Racing the Light (Elvis Cole #19; Joe Pike #8)(32)
“Two nights, tonight and tomorrow.”
She glanced at me.
“Though we could stretch it to three.”
She went back to Pike.
“I hope we’ll see you before we leave.”
Ben said, “Yeah.”
“You will.”
Pike checked his watch and looked at me.
“I’d better get moving.”
Pike said his good-nights and let himself out. Lucy and Ben assumed he was going home. He wasn’t.
Lucy said, “We’d better hit the sack, young man. Early start tomorrow.”
Ben suddenly pointed up.
“Is that a helicopter?”
A tiny gold speck floated above the canyon, but without the telltale red or green of a helicopter or an airplane.
I said, “I don’t think so. No running lights.”
The speck crossed overhead like a drifting balloon.

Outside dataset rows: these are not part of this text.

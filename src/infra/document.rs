//! Build order document persistence
//!
//! Writes are atomic: the YAML is written to a temporary file next to the
//! target and renamed over it, so a failed write never leaves a partial
//! document behind.

use std::fs;
use std::io::{self, Write};
use std::path::{Path, PathBuf};

use crate::core::model::BuildOrder;
use crate::error::BuildOrderError;

/// Serialize a build order to its YAML document form
pub fn to_yaml(order: &BuildOrder) -> Result<String, BuildOrderError> {
    serde_yaml::to_string(order).map_err(|source| BuildOrderError::SerializationFailure { source })
}

/// Write a build order to `path`, creating missing parent directories
pub fn write_build_order(order: &BuildOrder, path: &Path) -> Result<(), BuildOrderError> {
    let content = to_yaml(order)?;

    let dir = match path.parent() {
        Some(parent) if !parent.as_os_str().is_empty() => parent,
        _ => Path::new("."),
    };
    let write_failure = |target: &Path, source: io::Error| BuildOrderError::WriteFailure {
        path: target.to_path_buf(),
        source,
    };

    fs::create_dir_all(dir).map_err(|e| write_failure(dir, e))?;

    let mut builder = tempfile::Builder::new();
    builder.prefix(".buildorder").suffix(".tmp");
    #[cfg(unix)]
    {
        use std::os::unix::fs::PermissionsExt;
        builder.permissions(fs::Permissions::from_mode(0o644));
    }

    // Dropping the temporary file on any error path removes it
    let mut temp = builder.tempfile_in(dir).map_err(|e| write_failure(path, e))?;
    temp.write_all(content.as_bytes())
        .and_then(|()| temp.as_file().sync_all())
        .map_err(|e| write_failure(path, e))?;
    temp.persist(path)
        .map_err(|e| write_failure(path, e.error))?;

    tracing::info!("Wrote build order to: {}", path.display());
    Ok(())
}

/// Read a build order document written by [`write_build_order`]
pub fn read_build_order(path: &Path) -> Result<BuildOrder, BuildOrderError> {
    let content = fs::read_to_string(path).map_err(|source| BuildOrderError::ReadFailure {
        path: path.to_path_buf(),
        source,
    })?;

    serde_yaml::from_str(&content).map_err(|source| BuildOrderError::ParseFailure {
        path: PathBuf::from(path),
        source,
    })
}
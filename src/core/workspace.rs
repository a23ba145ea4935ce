//! In-memory workspace graph
//!
//! A [`Workspace`] is the crate's own [`ProjectGraph`]: members sorted by
//! the internal resolver, their upstream edges, and any non-member projects
//! that are referenced as parents.

use std::collections::{HashMap, HashSet};
use std::path::{Path, PathBuf};

use crate::core::model::ProjectIdentity;
use crate::core::project::{Project, ProjectGraph, ProjectId};
use crate::core::resolver::DependencyGraph;
use crate::error::ResolverError;

/// Collects projects and edges before sorting them into a [`Workspace`]
#[derive(Debug)]
pub struct WorkspaceBuilder {
    root: PathBuf,
    projects: Vec<Project>,
    members: Vec<ProjectId>,
    member_set: HashSet<ProjectId>,
    upstream: HashMap<ProjectId, Vec<ProjectId>>,
}

impl WorkspaceBuilder {
    /// Create a builder for a workspace rooted at `root`
    pub fn new(root: impl Into<PathBuf>) -> Self {
        Self {
            root: root.into(),
            projects: Vec::new(),
            members: Vec::new(),
            member_set: HashSet::new(),
            upstream: HashMap::new(),
        }
    }

    /// Add a workspace member, in declaration order
    pub fn add_member(&mut self, project: Project) -> ProjectId {
        let id = self.push(project);
        self.members.push(id);
        self.member_set.insert(id);
        id
    }

    /// Add a project that is known but not part of the workspace
    pub fn add_external(&mut self, project: Project) -> ProjectId {
        self.push(project)
    }

    fn push(&mut self, project: Project) -> ProjectId {
        let id = ProjectId::new(self.projects.len());
        self.projects.push(project);
        id
    }

    /// Record `parent` as the parent project of `child`
    pub fn set_parent(&mut self, child: ProjectId, parent: ProjectId) {
        if let Some(project) = self.projects.get_mut(child.0) {
            project.parent = Some(parent);
        }
    }

    /// Record an upstream edge between two members
    ///
    /// Edges to non-members are dropped: only workspace projects take part
    /// in the build order.
    pub fn add_dependency(&mut self, from: ProjectId, to: ProjectId) {
        if !self.member_set.contains(&to) {
            tracing::debug!(
                "Ignoring dependency on non-member {} from {}",
                self.label(to),
                self.label(from)
            );
            return;
        }
        self.upstream.entry(from).or_default().push(to);
    }

    /// Find a member by coordinates
    pub fn find_member(&self, identity: &ProjectIdentity) -> Option<ProjectId> {
        self.members.iter().copied().find(|id| {
            let project = &self.projects[id.0];
            project.group_id.as_deref() == Some(identity.group_id.as_str())
                && project.artifact_id.as_deref() == Some(identity.artifact_id.as_str())
        })
    }

    /// Look up a project added so far
    pub fn project(&self, id: ProjectId) -> Option<&Project> {
        self.projects.get(id.0)
    }

    fn label(&self, id: ProjectId) -> String {
        self.projects
            .get(id.0)
            .map_or_else(|| id.to_string(), Project::label)
    }

    /// Sort the members and freeze the workspace
    ///
    /// A member builds after its upstream projects and after its parent
    /// when the parent is a member too.
    pub fn build(self) -> Result<Workspace, ResolverError> {
        self.check_duplicates()?;

        let key = |id: ProjectId| id.index().to_string();
        let mut graph = DependencyGraph::new();
        for &member in &self.members {
            let mut edges: Vec<String> = self
                .upstream
                .get(&member)
                .map(|deps| deps.iter().copied().map(key).collect())
                .unwrap_or_default();
            if let Some(parent) = self.projects[member.0].parent {
                if self.member_set.contains(&parent) {
                    edges.push(key(parent));
                }
            }
            graph.add_node(&key(member), edges);
        }

        let sorted: Vec<ProjectId> = graph
            .topological_sort()
            .map_err(|err| match err {
                ResolverError::CircularDependency { cycle } => ResolverError::CircularDependency {
                    cycle: cycle
                        .iter()
                        .map(|k| self.label(Self::parse_key(k)))
                        .collect(),
                },
                other => other,
            })?
            .iter()
            .map(|k| Self::parse_key(k))
            .collect();

        Ok(Workspace {
            root: self.root,
            projects: self.projects,
            upstream: self.upstream,
            sorted,
        })
    }

    fn parse_key(key: &str) -> ProjectId {
        // Keys are only ever produced from member indices above
        ProjectId::new(key.parse().unwrap_or_default())
    }

    fn check_duplicates(&self) -> Result<(), ResolverError> {
        let mut seen: HashMap<(&str, &str), ProjectId> = HashMap::new();
        for &member in &self.members {
            let project = &self.projects[member.0];
            let (Some(group), Some(artifact)) = (&project.group_id, &project.artifact_id) else {
                continue;
            };
            if let Some(&first) = seen.get(&(group.as_str(), artifact.as_str())) {
                return Err(ResolverError::DuplicateProject {
                    coordinates: format!("{group}:{artifact}"),
                    first: self.location(first),
                    second: self.location(member),
                });
            }
            seen.insert((group.as_str(), artifact.as_str()), member);
        }
        Ok(())
    }

    fn location(&self, id: ProjectId) -> String {
        self.projects[id.0]
            .file()
            .map_or_else(|| self.label(id), |f| f.display().to_string())
    }
}

/// A sorted workspace
#[derive(Debug)]
pub struct Workspace {
    root: PathBuf,
    projects: Vec<Project>,
    upstream: HashMap<ProjectId, Vec<ProjectId>>,
    sorted: Vec<ProjectId>,
}

impl Workspace {
    /// Workspace root directory
    pub fn root(&self) -> &Path {
        &self.root
    }

    /// Number of members
    pub fn len(&self) -> usize {
        self.sorted.len()
    }

    /// Check if the workspace has no members
    pub fn is_empty(&self) -> bool {
        self.sorted.is_empty()
    }

    /// Members in build order, paired with their projects
    pub fn members(&self) -> impl Iterator<Item = (ProjectId, &Project)> + '_ {
        self.sorted.iter().map(|&id| (id, &self.projects[id.0]))
    }
}

impl ProjectGraph for Workspace {
    fn sorted_projects(&self) -> &[ProjectId] {
        &self.sorted
    }

    fn upstream_projects(&self, id: ProjectId) -> Vec<ProjectId> {
        self.upstream.get(&id).cloned().unwrap_or_default()
    }

    fn project(&self, id: ProjectId) -> Option<&Project> {
        self.projects.get(id.0)
    }
}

Lucy said, “It’s Tinker Bell.”
“Stop it, Mom.”
Ben pointed to a different part of the sky.
“Check it out! There’s another.”
A second gold speck appeared from the opposite direction, drifting toward the first. They were high, but I couldn’t tell how high. They appeared tiny, but the dark sky offered no reference.
Lucy suddenly pointed behind us.
“Look! Another! There’s three.”
Ben and I twisted to see.
The third speck moved faster. It arced directly to the first and circled it.
I said, “Drones. Gotta be.”
Ben said, “This is really cool.”
The second speck reached the third and the first, and the three specks froze in a perfect equilateral triangle.
Lucy leaned back to watch.
“Someone’s giving us a show.”
Ben turned fast and pointed again.
“Wow!”
A fourth and a fifth speck came fast from the east, barely clearing the trees. They dropped beneath the ridgeline, streaked through the canyon, turned ninety degrees, and shot straight up. They joined with the first three, forming a perfect pentagon.
I said, “Listen.”
Lucy and Ben looked at me.
“Hear anything?”
They traded a look and shook their heads.
“We should. Drones sound like bees and they’re loud.”
The five specks drifted toward us like balloons in a gentle breeze. They moved as one, retaining their perfect pentagonal formation, and stopped directly above.
Lucy pushed me with her foot.
“Did you arrange this?”
“No.”
“You’re lying.”
“I’m not.”
We tipped back in our chairs, watching. The five gold specks hung motionless, almost as if they were watching us.
They vanished.
Ben yelped.
“Hey! Where’d they go?”
I studied the area where the lights had vanished, but saw no glints or movement. I listened, but still heard nothing.
“Maybe they didn’t leave.”
He looked from me to the sky.
“They turned off the lights?”
“That, or they’re aliens.”
Lucy said, “I vote for E.T.”
She stood.
“Show’s over, buddy boy. Gotta be fresh for the Bruins.”
Lucy hooked an arm around his waist and I followed them into the house. Ben hugged me and the three of us said our good-nights.
I watched them disappear into the guest room, closed the sliders, locked the house, and set the alarm. I put out dry food for the cat, filled his water bowl, and climbed the steps to my loft.
The cat was crouched on the top step. Sullen.
“They’re going to bed. You’re safe.”
He did not acknowledge me and did not move. I had to step over him.
When I came out of the bath a few minutes later, he was curled on the foot of my bed.
I shut the lights, climbed into bed, and looked out at the canyon. I saw house lights on the far ridge and hillsides, and the glittering city beyond the ridge, and the brilliant black sky. The drones had been invisible once their lights went out. They could have left and they could have stayed. I didn’t know. We often couldn’t see the things in front of us, no matter how hard we tried.
Sleep did not come quickly. I thought about Lucy and Ben. I tried to see us together the way I had once seen us together. I wondered how Lucy saw us and whether we saw the same thing.
20
Jon Stone
2240 hrs
West Hollywood, CA, USA Jon Stone, rock god.
Now up on his rotation: “Play That Funky Music” by Wild Cherry.
Jon jerked and whirled to the beat pounding his home above the Sunset Strip like a one-man boy band wrecking crew, every cell in his body a pulsing celebration. Jon Stone, naked as a jaybird, sixteen days back from a security stint in Turkmenistan on the northern Iranian border, had banked so much cash in the past twenty-four hours he buzzed with a burning energy.
And play that funky music ’Til you die!
Jon Stone sold death. Jon, who had spent thirteen years with the U.S. Army’s Special Forces, six of which as a Delta Force officer, was a private military contractor. As such, he sold the services of those who could deliver death and those who could defend against death. Business was booming.